The above premise is quite simple, but there are facets to this story that were somewhat unexpected, making it much deeper than I’d thought. It’s a very quick read, and at the pace I read books, this was the fastest book I’d read all year. It is very easy to read, as it is very direct and to the point, with brief descriptions and quick action. It’s not particularly detailed in the narrative, but the dialogue drives much of this book. We hear Ender’s thoughts and everything he says. Although it spans several years, the book is only 324 pages.
There are several central characters, including Ender, his older brother Peter, older sister Valentine, the head of the battle school Colonel Graff, and several other students of the battle school, particularly Alai, Bean, Petra, Bonzo, and Bernard. Ender starts off as a 6 year old boy, and his character is compassionate, intelligent, and sometimes lacking in confidence. He’s a mix of Peter’s aggression and Valentine’s pacifism. Although much of the story involves Ender and the people at battle school, Peter and Valentine do play an important part in this story back on Earth. I particularly like the characters of Alai and Petra, as they have a lot of integrity and are good kids. Sometimes Ender’s attitude bothered me, so I couldn’t completely empathise with him. Although I was rooting for him, he often seemed to do some things too perfectly. Colonel Graff was an infuriating character. He was supportive, yet too harsh.

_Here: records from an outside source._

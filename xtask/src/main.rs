// This Source Code Form is subject to the terms of the Mozilla Public
// License, v. 2.0. If a copy of the MPL was not distributed with this
// file, You can obtain one at https://mozilla.org/MPL/2.0/.
use anyhow::{bail, Context, Result};
use boneboot::{ImageHeader, HEADER_SIZE};
use clap::Parser;
use std::collections::BTreeMap;
use std::fmt::Write;
use std::path::{Path, PathBuf};
use std::process::{Command, Stdio};
use zerocopy::AsBytes;

const TARGET: &str = "armv7a-none-eabi";

/// Where the ROM puts the MLO; must agree with memory.x.
const SRAM_LOAD_ADDRESS: u32 = 0x402F_0400;
/// Largest MLO the ROM will load.
const SRAM_MAX_IMAGE: usize = 0x1_B400;

#[derive(Debug, Parser)]
enum Xtask {
    /// Builds the bootloader and writes it out with the ROM's GP header.
    ///
    /// The bootloader does not initialize DDR. The result only gets past its
    /// RAM test if something has brought DDR up before it runs.
    Dist {
        #[clap(long, default_value = "beaglebone")]
        board: String,
        #[clap(long)]
        out: PathBuf,
    },
    /// Wraps a raw application binary as an /app image
    Image {
        /// Address the bootloader copies the application to, and jumps to
        #[clap(long, value_parser = parse_address)]
        load: u32,
        input: PathBuf,
        output: PathBuf,
    },
    /// Wraps a raw bootloader binary in the ROM's GP header (DDR must
    /// already be up when it runs)
    Mlo { input: PathBuf, output: PathBuf },
}

fn parse_address(s: &str) -> Result<u32> {
    let value = match s.strip_prefix("0x").or_else(|| s.strip_prefix("0X")) {
        Some(hex) => u32::from_str_radix(&hex.replace('_', ""), 16)?,
        None => s.parse()?,
    };
    Ok(value)
}

// borrowed from hubris
fn remap_paths() -> Result<BTreeMap<PathBuf, &'static str>> {
    // Panic messages in crates have a long prefix; we'll shorten it using
    // the --remap-path-prefix argument to reduce message size.  We'll remap
    // local crates to /boneboot, crates.io to /crates.io, and git
    // dependencies to /git
    let mut remap_paths = BTreeMap::new();

    if let Ok(home) = std::env::var("CARGO_HOME") {
        let cargo_home = PathBuf::from(home);
        remap_paths.insert(cargo_home.join("git").join("checkouts"), "/git");

        // These hashes are canonical-ish: Cargo tries hard not to change them.
        // The first is the old git index, the second the sparse one.
        for index in ["github.com-1ecc6299db9ec823", "index.crates.io-6f17d22bba15001f"] {
            remap_paths.insert(
                cargo_home.join("registry").join("src").join(index),
                "/crates.io",
            );
        }
    }

    if let Ok(dir) = std::env::var("CARGO_MANIFEST_DIR") {
        let mut root = PathBuf::from(dir);
        root.pop();
        remap_paths.insert(root, "/boneboot");
    }
    Ok(remap_paths)
}

/// Prepends an image header to `body`. `header_counts` says whether the
/// size field includes the header itself.
fn wrap(body: &[u8], load: u32, header_counts: bool) -> Result<Vec<u8>> {
    let size = if header_counts {
        body.len() + HEADER_SIZE
    } else {
        body.len()
    };
    let size = u32::try_from(size).context("image too large")?;
    if load.checked_add(size).is_none() {
        bail!("image at {load:#010x} runs off the end of memory");
    }

    let mut out = ImageHeader::new(size, load).as_bytes().to_vec();
    out.extend_from_slice(body);
    Ok(out)
}

fn app_image(body: &[u8], load: u32) -> Result<Vec<u8>> {
    wrap(body, load, true)
}

fn mlo_image(body: &[u8]) -> Result<Vec<u8>> {
    if body.len() > SRAM_MAX_IMAGE {
        bail!(
            "bootloader is {} bytes; the ROM loads at most {SRAM_MAX_IMAGE}",
            body.len()
        );
    }
    wrap(body, SRAM_LOAD_ADDRESS, false)
}

fn convert(input: &Path, output: &Path, f: impl FnOnce(&[u8]) -> Result<Vec<u8>>) -> Result<()> {
    let body = std::fs::read(input).with_context(|| format!("reading {}", input.display()))?;
    let image = f(&body)?;
    std::fs::write(output, image).with_context(|| format!("writing {}", output.display()))?;
    Ok(())
}

fn run(command: &mut Command) -> Result<()> {
    let status = command
        .stdout(Stdio::inherit())
        .stderr(Stdio::inherit())
        .spawn()?
        .wait()?;
    if !status.success() {
        bail!("{:?} failed: {}", command.get_program(), status);
    }
    Ok(())
}

fn dist(board: String, out: PathBuf) -> Result<()> {
    let remap_path_prefix = remap_paths()?.iter().fold(String::new(), |mut output, r| {
        let _ = write!(output, " --remap-path-prefix={}={}", r.0.display(), r.1);
        output
    });

    let cargo = std::env::var_os("CARGO").unwrap_or_else(|| "cargo".into());
    let mut command = Command::new(cargo);
    command.args(["build", "--release", "--bin", "boneboot", "--target", TARGET]);
    command.arg("--no-default-features");
    command.arg("--features");
    command.arg(format!("target-board-{}", board));
    command.env("RUSTFLAGS", remap_path_prefix.trim_start());
    run(&mut command)?;

    let elf = PathBuf::from("target").join(TARGET).join("release").join("boneboot");
    let raw = elf.with_extension("bin");
    run(Command::new("rust-objcopy")
        .args(["-O", "binary"])
        .arg(&elf)
        .arg(&raw))
    .context("rust-objcopy is part of cargo-binutils")?;

    convert(&raw, &out, mlo_image)
}

fn main() -> Result<()> {
    let xtask = Xtask::parse();

    match xtask {
        Xtask::Dist { board, out } => dist(board, out)?,
        Xtask::Image {
            load,
            input,
            output,
        } => convert(&input, &output, |body| app_image(body, load))?,
        Xtask::Mlo { input, output } => convert(&input, &output, mlo_image)?,
    }
    Ok(())
}

#[cfg(test)]
mod tests {
    use super::*;

    #[test]
    fn app_size_includes_header() {
        let image = app_image(&[0xAA; 4], 0x8000_0000).unwrap();
        assert_eq!(
            image,
            [12, 0, 0, 0, 0x00, 0x00, 0x00, 0x80, 0xAA, 0xAA, 0xAA, 0xAA]
        );
        let header = ImageHeader::parse(&image).unwrap();
        assert_eq!(header.body_len(), Some(4));
    }

    #[test]
    fn mlo_size_excludes_header() {
        let image = mlo_image(&[0; 16]).unwrap();
        assert_eq!(&image[..8], &[16, 0, 0, 0, 0x00, 0x04, 0x2F, 0x40]);
        assert!(mlo_image(&vec![0; SRAM_MAX_IMAGE + 1]).is_err());
    }

    #[test]
    fn image_must_fit_in_address_space() {
        assert!(app_image(&[0; 0x100], 0xFFFF_FFF0).is_err());
    }

    #[test]
    fn addresses() {
        assert_eq!(parse_address("0x8000_0000").unwrap(), 0x8000_0000);
        assert_eq!(parse_address("4096").unwrap(), 4096);
        assert!(parse_address("0xzz").is_err());
    }
}
// This Source Code Form is subject to the terms of the Mozilla Public
// License, v. 2.0. If a copy of the MPL was not distributed with this
// file, You can obtain one at https://mozilla.org/MPL/2.0/.

//! The actual bootloader program.
//!
//! This contains the entry point and support code for the bootloader. It relies
//! on the lib crate for most of the heavy lifting; the code here is dedicated
//! to the particular runtime requirements and setup of the bootloader.
//!
//! Only bare-metal builds produce a real program. On a hosted target this
//! builds to a stub, so that `cargo build` of the workspace still works.

#![cfg_attr(target_os = "none", no_std)]
#![cfg_attr(target_os = "none", no_main)]

#[cfg(target_os = "none")]
mod firmware {
    use core::fmt::Write;
    use core::sync::atomic::{compiler_fence, Ordering};

    use boneboot::boot::{Bootloader, Config};
    use boneboot::bsp::Bsp;
    use boneboot::disk::Disk;
    use boneboot::sdhc::{regs::Mmio, Sdhc};
    use boneboot::serial::Writer;
    use boneboot::store::StagedStore;
    use boneboot::wait::Spin;

    // Select the appropriate BSP type as `Board`
    cfg_if::cfg_if! {
        if #[cfg(feature = "target-board-beaglebone")] {
            use boneboot::bsp::beaglebone::Board;
        }
    }

    // The ROM jumps here in ARM state with the stack pointer wherever it left
    // it, and .bss uninitialized.
    core::arch::global_asm!(
        ".section .text._start, \"ax\"",
        ".global _start",
        ".arm",
        "_start:",
        "    ldr sp, =__stack_top",
        "    ldr r0, =__sbss",
        "    ldr r1, =__ebss",
        "    mov r2, #0",
        "1:  cmp r0, r1",
        "    strlo r2, [r0], #4",
        "    blo 1b",
        "    bl main",
        "2:  b 2b",
    );

    /// Bootloader entry point, called from `_start` once there is a stack.
    #[no_mangle]
    extern "C" fn main() -> ! {
        // Safety: this is the first thing to run, and runs once.
        let (console, board) = unsafe { Board::configure() };

        // Safety: single threaded, no interrupts.
        unsafe {
            log::set_logger_racy(&ConsoleLogger).ok();
        }
        log::set_max_level(if cfg!(feature = "verbose") {
            log::LevelFilter::Debug
        } else {
            log::LevelFilter::Info
        });

        let config = Config::default();

        // Safety: this is the controller's register block, and nothing else
        // touches it.
        let regs = unsafe { Mmio::new(Board::SD_INSTANCE.base()) };
        let disk = Disk::new(Sdhc::new(regs, Spin, Board::SD_INSTANCE));
        // Safety: the only call.
        let staging = unsafe { Board::staging_area() };
        let store = StagedStore::new(disk, Disk::<Mmio, Spin>::DRIVE, config.image_path, staging);

        Bootloader::new(console, store, board, config).run()
    }

    struct ConsoleLogger;

    impl log::Log for ConsoleLogger {
        fn enabled(&self, _metadata: &log::Metadata) -> bool {
            true
        }

        fn log(&self, record: &log::Record) {
            // Safety: the logger is installed after `configure`.
            let console = unsafe { Board::console() };
            writeln!(Writer(console), "{} - {}", record.level(), record.args()).ok();
        }

        fn flush(&self) {}
    }

    #[panic_handler]
    fn panic_handler(_: &core::panic::PanicInfo) -> ! {
        Board::indicate_fault();
        loop {
            // Keep the loop from being optimized into something odd.
            compiler_fence(Ordering::SeqCst);
        }
    }
}

#[cfg(not(target_os = "none"))]
fn main() {
    eprintln!("boneboot only runs on the board; build for armv7a-none-eabi");
}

The story took place almost exclusively on the battle school space station, though occasionally back on Earth. The setting wasn’t described in detail, but I could imagine it well enough.
The plot seemed straightforward in the beginning. For much of the book, I could read without many surprises. However, it was quite interesting. The battle tactics were very detailed and the psychology of living in a space station and using zero gravity were quite good. I enjoyed reading when they were getting used to the battle room’s zero gravity. Later in the story, things started becoming more intense and the motivations were more mysterious. It had me guessing what was going to happen. By the end, I was very surprised. It was a very good ending that provides many possibilities for further books, which of course there were several.
I had a hard time thinking about how to rate this book. I wasn’t feeling the story as much as I would have liked. I couldn’t identify with the characters as much as I wanted. It was almost excellent. However, it was very, very good and an easy book to read.
4.5/5 stars. It’s too good for a 4, but didn’t impress me enough for a 5. But it’s very highly recommended.